Rafael looked toward the area where the drone's audible report emanated near the open entrance to the canopy. A visible beam of blue light shone out from the drone, pointing to the origin of the slug trail. It was a spot on the tree frond adjacent to the damaged frond about a foot and a half above the ground. "Keep following the one overhead," he instructed Celina.
He followed the cleared path the drone had made for them when they followed the engorged slug earlier back toward the entrance. He stopped at the indicated frond and stared at the spot where the slug's trail ended according to the drone. "Drone: Record the exact spot. Kill the blue light." He approached it and examined o his eye the frond's central vein seemed to have a slight narrowing at the spot that was roughly as long as the slug had been before it inflated with ingested sap. "Drone: Dimensional analysis. Would the volume of the unfed slug fit in that narrowingof the vein?"
"Not precisely," the drone responded, "however, the vein is expanding slowly in that area. I anticipate the narrowing will be gone within an hour at the current rate of change. It is probable that the area would have been a match for the sap slug volume at the approximate time the initial cut was made to the frond this morning."
"Remarkable. Drone: is there any evidence of an older sap slug trail leading to the depressed area of the vein from somewhere else?"
"Negative. However, the trail residue is being slowly absorbed into the frond tissue. If the older trail was much older, at least 20 hours, it could have been entirely absorbed and become undetectable."

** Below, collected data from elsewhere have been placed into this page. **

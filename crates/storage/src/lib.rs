//! Storage Layer
//!
//! SQLite persistence of finished booth sessions:
//! - `SessionRepository` over an sqlx pool (one row per session)
//! - `ArchiveWriter` task that takes records off the analysis path

mod repository;
mod writer;

pub use repository::{Outcome, SessionRecord, SessionRepository, StoredSession};
pub use writer::{ArchiveHandle, ArchiveWriter, DEFAULT_ARCHIVE_CAPACITY};

use thiserror::Error;

/// Storage errors
#[derive(Debug, Error)]
pub enum StorageError {
    #[error("Database error: {0}")]
    Database(#[from] sqlx::Error),
    #[error("Invalid record: {0}")]
    InvalidRecord(String),
    #[error("Archive queue is full")]
    QueueFull,
    #[error("Archive writer has stopped")]
    Closed,
}
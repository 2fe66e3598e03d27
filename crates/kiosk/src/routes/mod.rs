//! HTTP route handlers

pub mod sessions;
pub mod status;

"So not conclusive…" Rafael mumbled. "Drone: look for other such vein depressions from ground level to a height of one meter on frond veins within ten meters of the entrance opening."

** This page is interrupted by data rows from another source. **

//! Instruction protocol table

use crate::InstructionError;
use attendant::predicate::{BodyFacing, Predicate, Window};
use camera_capture::CameraId;
use serde::{Deserialize, Serialize};
use std::fmt;

/// Whether a prompt confirms a step or asks the person to try again
#[derive(Debug, Clone, Copy, PartialEq, Eq, Hash, Serialize, Deserialize)]
#[serde(rename_all = "snake_case")]
pub enum PromptOutcome {
    Success,
    Failure,
}

/// Prompt identifier; displays as `"{step}_true"` / `"{step}_false"`
/// (the audio clip names used by the booth speaker)
#[derive(Debug, Clone, Copy, PartialEq, Eq, Hash)]
pub struct PromptKey {
    pub step: usize,
    pub outcome: PromptOutcome,
}

impl PromptKey {
    pub fn success(step: usize) -> Self {
        Self {
            step,
            outcome: PromptOutcome::Success,
        }
    }

    pub fn failure(step: usize) -> Self {
        Self {
            step,
            outcome: PromptOutcome::Failure,
        }
    }
}

impl fmt::Display for PromptKey {
    fn fmt(&self, f: &mut fmt::Formatter<'_>) -> fmt::Result {
        match self.outcome {
            PromptOutcome::Success => write!(f, "{}_true", self.step),
            PromptOutcome::Failure => write!(f, "{}_false", self.step),
        }
    }
}

impl Serialize for PromptKey {
    fn serialize<S: serde::Serializer>(&self, serializer: S) -> Result<S::Ok, S::Error> {
        serializer.collect_str(self)
    }
}

/// Text announced to the person in the booth
#[derive(Debug, Clone, PartialEq, Serialize)]
pub struct Prompt {
    pub key: PromptKey,
    pub text: String,
}

/// One step as written in configuration
#[derive(Debug, Clone, Serialize, Deserialize)]
pub struct StepConfig {
    /// Check that completes the step
    pub check: Predicate,

    /// Camera the check runs on
    #[serde(default)]
    pub camera: CameraId,

    /// Consecutive passing ticks needed (protocol default when omitted)
    #[serde(default)]
    pub pass_threshold: Option<u32>,

    /// Announced when the step is reached
    pub success_prompt: String,

    /// Announced when the person keeps failing the step
    #[serde(default)]
    pub failure_prompt: Option<String>,
}

/// Protocol configuration
#[derive(Debug, Clone, Serialize, Deserialize)]
pub struct ProtocolConfig {
    /// Start over at the idle step after the last step instead of waiting for a reset
    #[serde(default)]
    pub auto_repeat: bool,

    /// Consecutive passing ticks needed to complete a step
    #[serde(default = "default_pass_threshold")]
    pub default_pass_threshold: u32,

    /// Consecutive failing ticks before the retry prompt
    #[serde(default = "default_fail_threshold")]
    pub fail_threshold: u32,

    /// Retry prompts before the step is skipped
    #[serde(default = "default_fail_escalation_max")]
    pub fail_escalation_max: u32,

    /// Ordered steps; step 1 is the first entry
    pub steps: Vec<StepConfig>,
}

fn default_pass_threshold() -> u32 {
    2
}

fn default_fail_threshold() -> u32 {
    200
}

fn default_fail_escalation_max() -> u32 {
    3
}

impl Default for ProtocolConfig {
    fn default() -> Self {
        Self::standard()
    }
}

fn face(yaw: Window, pitch: Window) -> Predicate {
    Predicate::FaceOrientation { yaw, pitch }
}

fn body(facing: BodyFacing, max_px: i32) -> Predicate {
    Predicate::BodyOrientation { facing, max_px }
}

fn step(check: Predicate, success: &str, failure: Option<&str>) -> StepConfig {
    StepConfig {
        check,
        camera: CameraId::PRIMARY,
        pass_threshold: None,
        success_prompt: success.to_string(),
        failure_prompt: failure.map(str::to_string),
    }
}

impl ProtocolConfig {
    /// Eleven-step booth protocol: hands, four head turns, smile, three body turns
    pub fn standard() -> Self {
        let any_yaw = Window::between(-150.0, 150.0);

        Self {
            auto_repeat: false,
            default_pass_threshold: default_pass_threshold(),
            fail_threshold: default_fail_threshold(),
            fail_escalation_max: default_fail_escalation_max(),
            steps: vec![
                step(
                    Predicate::Presence,
                    "Xin chào, vui lòng đặt tay lên giá theo hướng dẫn",
                    None,
                ),
                step(
                    Predicate::HandPlacement { expected_keypoints: 42 },
                    "Tốt, quay về ô vuông, xem video hướng dẫn, nhìn thẳng camera và nhìn lần lượt 4 hướng",
                    Some("Chưa đạt, vui lòng đặt tay lên giá theo hướng dẫn"),
                ),
                step(
                    face(Window::between(-50.0, 50.0), Window::between(0.5, 1.5)),
                    "Tốt, hãy nhìn lên trên như video hướng dẫn",
                    Some("Vui lòng nhìn thẳng vào camera"),
                ),
                step(
                    face(any_yaw, Window::below(0.6)),
                    "Tốt",
                    Some("Hãy nhìn lên trên như video hướng dẫn"),
                ),
                step(
                    face(Window::at_most(-25.0), Window::between(0.3, 1.8)),
                    "Tốt",
                    Some("Hãy nhìn sang phải như video hướng dẫn"),
                ),
                step(
                    face(any_yaw, Window::at_least(1.6)),
                    "Tốt",
                    Some("Hãy nhìn xuống dưới như video hướng dẫn"),
                ),
                step(
                    face(Window::at_least(25.0), Window::between(0.5, 1.5)),
                    "Tốt, hãy nhìn thẳng camera và cười như ảnh hướng dẫn",
                    Some("Hãy nhìn sang trái như video hướng dẫn"),
                ),
                step(
                    Predicate::Smile {
                        yaw: any_yaw,
                        pitch: Window::between(0.3, 1.8),
                        min_smile_ratio: 0.88,
                    },
                    "Tốt, quay phải 90 độ, giữ thẳng người, đầu nhìn thẳng",
                    Some("Vui lòng nhìn thẳng camera và cười như ảnh hướng dẫn"),
                ),
                step(
                    body(BodyFacing::Right, 30),
                    "Tốt, quay phải quay lưng về phía camera, giữ thẳng người, đầu nhìn thẳng",
                    Some("Vui lòng quay phải 90 độ so với camera"),
                ),
                step(
                    body(BodyFacing::Behind, 100),
                    "Tốt, quay phải 90 độ, đầu nhìn thẳng về phía cửa",
                    Some("Chưa đạt, hãy quay lưng về phía camera, đầu nhìn thẳng"),
                ),
                step(
                    body(BodyFacing::Left, 30),
                    "Tốt, đã hoàn thành, xin cảm ơn",
                    Some("Chưa đạt, vui lòng quay người về phía cửa, đầu nhìn thẳng"),
                ),
            ],
        }
    }
}

/// Validated protocol step
#[derive(Debug, Clone)]
pub struct Step {
    /// 1-based position in the protocol
    pub index: usize,
    pub predicate: Predicate,
    pub camera: CameraId,
    pub pass_threshold: u32,
    pub success_prompt: Prompt,
    pub failure_prompt: Option<Prompt>,
}

/// Validated, immutable protocol shared by the state machine and the orchestrator
#[derive(Debug, Clone)]
pub struct Protocol {
    steps: Vec<Step>,
    auto_repeat: bool,
    fail_threshold: u32,
    fail_escalation_max: u32,
}

impl Protocol {
    /// Validate a configuration against the number of installed cameras
    pub fn new(config: ProtocolConfig, camera_count: usize) -> Result<Self, InstructionError> {
        if config.steps.is_empty() {
            return Err(InstructionError::Config("protocol has no steps".into()));
        }
        if config.default_pass_threshold == 0 {
            return Err(InstructionError::Config("default_pass_threshold must be > 0".into()));
        }
        if config.fail_threshold == 0 {
            return Err(InstructionError::Config("fail_threshold must be > 0".into()));
        }
        if config.fail_escalation_max == 0 {
            return Err(InstructionError::Config("fail_escalation_max must be > 0".into()));
        }

        let mut steps = Vec::with_capacity(config.steps.len());
        for (position, step) in config.steps.into_iter().enumerate() {
            let index = position + 1;
            step.check
                .validate()
                .map_err(|e| InstructionError::Config(format!("step {}: {}", index, e)))?;

            if step.camera.index() >= camera_count {
                return Err(InstructionError::Config(format!(
                    "step {} uses {} but only {} camera(s) are configured",
                    index, step.camera, camera_count
                )));
            }

            let pass_threshold = step.pass_threshold.unwrap_or(config.default_pass_threshold);
            if pass_threshold == 0 {
                return Err(InstructionError::Config(format!(
                    "step {}: pass_threshold must be > 0",
                    index
                )));
            }

            steps.push(Step {
                index,
                predicate: step.check,
                camera: step.camera,
                pass_threshold,
                success_prompt: Prompt {
                    key: PromptKey::success(index),
                    text: step.success_prompt,
                },
                failure_prompt: step.failure_prompt.map(|text| Prompt {
                    key: PromptKey::failure(index),
                    text,
                }),
            });
        }

        Ok(Self {
            steps,
            auto_repeat: config.auto_repeat,
            fail_threshold: config.fail_threshold,
            fail_escalation_max: config.fail_escalation_max,
        })
    }

    /// Number of steps (the terminal step index)
    pub fn len(&self) -> usize {
        self.steps.len()
    }

    pub fn is_empty(&self) -> bool {
        self.steps.is_empty()
    }

    /// Step by 1-based index
    pub fn step(&self, index: usize) -> Option<&Step> {
        index.checked_sub(1).and_then(|i| self.steps.get(i))
    }

    pub fn steps(&self) -> &[Step] {
        &self.steps
    }

    pub fn auto_repeat(&self) -> bool {
        self.auto_repeat
    }

    pub fn fail_threshold(&self) -> u32 {
        self.fail_threshold
    }

    pub fn fail_escalation_max(&self) -> u32 {
        self.fail_escalation_max
    }
}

"One located on the damaged frond. The trail leads to the entrance and corresponds to the captured sap slug."
Rafael nodded. "Drone: examine the fronds at the same height along the perimeter in both directions from the entrance opening for twenty meters. Use a detailed examination using whatever scan types required to determine whether sap slugs are hiding, pressed against the fronds on the other veins."
The drone moved off along the perimeter stopping for less than a second at each frond's central vein. From the far end of its search area, a few seconds later it reported, "No sap slugs found at specified locations." Then, as if realizing its precise language left some ambiguity, it continued, "Or at any location within the full scope of my examination: 0.5 meters up and down from that height."
Rafael nodded. It was starting to make sense. He looked away from the frond and back toward Celina. She had moved closer to the tree trunk following the line of the overhead frond vein, splitting her attention between picking a path and watching her scanner. She was about six or seven meters in from the canopy edge wall now. Moving carefully through the brush, Rafael walked over to join her.